- [ACTIVITY]: Spot each line in the records below where the word "subject" occurs, then copy it.

- [RECORD SET]:
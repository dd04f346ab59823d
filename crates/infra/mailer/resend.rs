use std::time::Duration;

use anyhow::{Result, bail};
use async_trait::async_trait;
use reqwest::header::AUTHORIZATION;
use serde::Serialize;
use tracing::{error, info};

use crate::domain::{repositories::mailer::Mailer, value_objects::billing::EmailMessage};

const RESEND_ENDPOINT: &str = "https://api.resend.com/emails";

pub struct ResendMailer {
    http: reqwest::Client,
    api_key: String,
    from: String,
}

#[derive(Serialize)]
struct ResendEmail<'a> {
    from: &'a str,
    to: Vec<String>,
    subject: &'a str,
    html: &'a str,
    tags: Vec<ResendTag<'a>>,
}

#[derive(Serialize)]
struct ResendTag<'a> {
    name: &'a str,
    value: &'a str,
}

impl ResendMailer {
    pub fn new(api_key: String, from: String, timeout: Duration) -> Result<Self> {
        let http = reqwest::Client::builder().timeout(timeout).build()?;
        Ok(Self { http, api_key, from })
    }

    fn recipient(message: &EmailMessage) -> String {
        match &message.to_name {
            Some(name) if !name.trim().is_empty() => format!("{} <{}>", name.trim(), message.to),
            _ => message.to.clone(),
        }
    }
}

#[async_trait]
impl Mailer for ResendMailer {
    async fn send(&self, message: EmailMessage) -> Result<()> {
        let body = ResendEmail {
            from: &self.from,
            to: vec![Self::recipient(&message)],
            subject: &message.subject,
            html: &message.html_body,
            tags: vec![ResendTag {
                name: "category",
                value: &message.tag,
            }],
        };

        let resp = self
            .http
            .post(RESEND_ENDPOINT)
            .header(AUTHORIZATION, format!("Bearer {}", self.api_key))
            .json(&body)
            .send()
            .await?;

        let status = resp.status();
        if !status.is_success() {
            let text = match resp.text().await {
                Ok(text) if !text.is_empty() => text,
                Ok(_) => "<empty response body>".to_string(),
                Err(err) => format!("<failed to read response body: {err}>"),
            };
            error!(
                status = %status,
                tag = %message.tag,
                response = %text,
                "mailer: resend rejected email"
            );
            bail!("resend returned {status}");
        }

        info!(tag = %message.tag, "mailer: email sent");
        Ok(())
    }
}
pub mod default_routers;
pub mod http_serve;
pub mod console;
pub mod resend;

- [TASK ANSWER]:
    subject: &'a str,
            subject: &message.subject,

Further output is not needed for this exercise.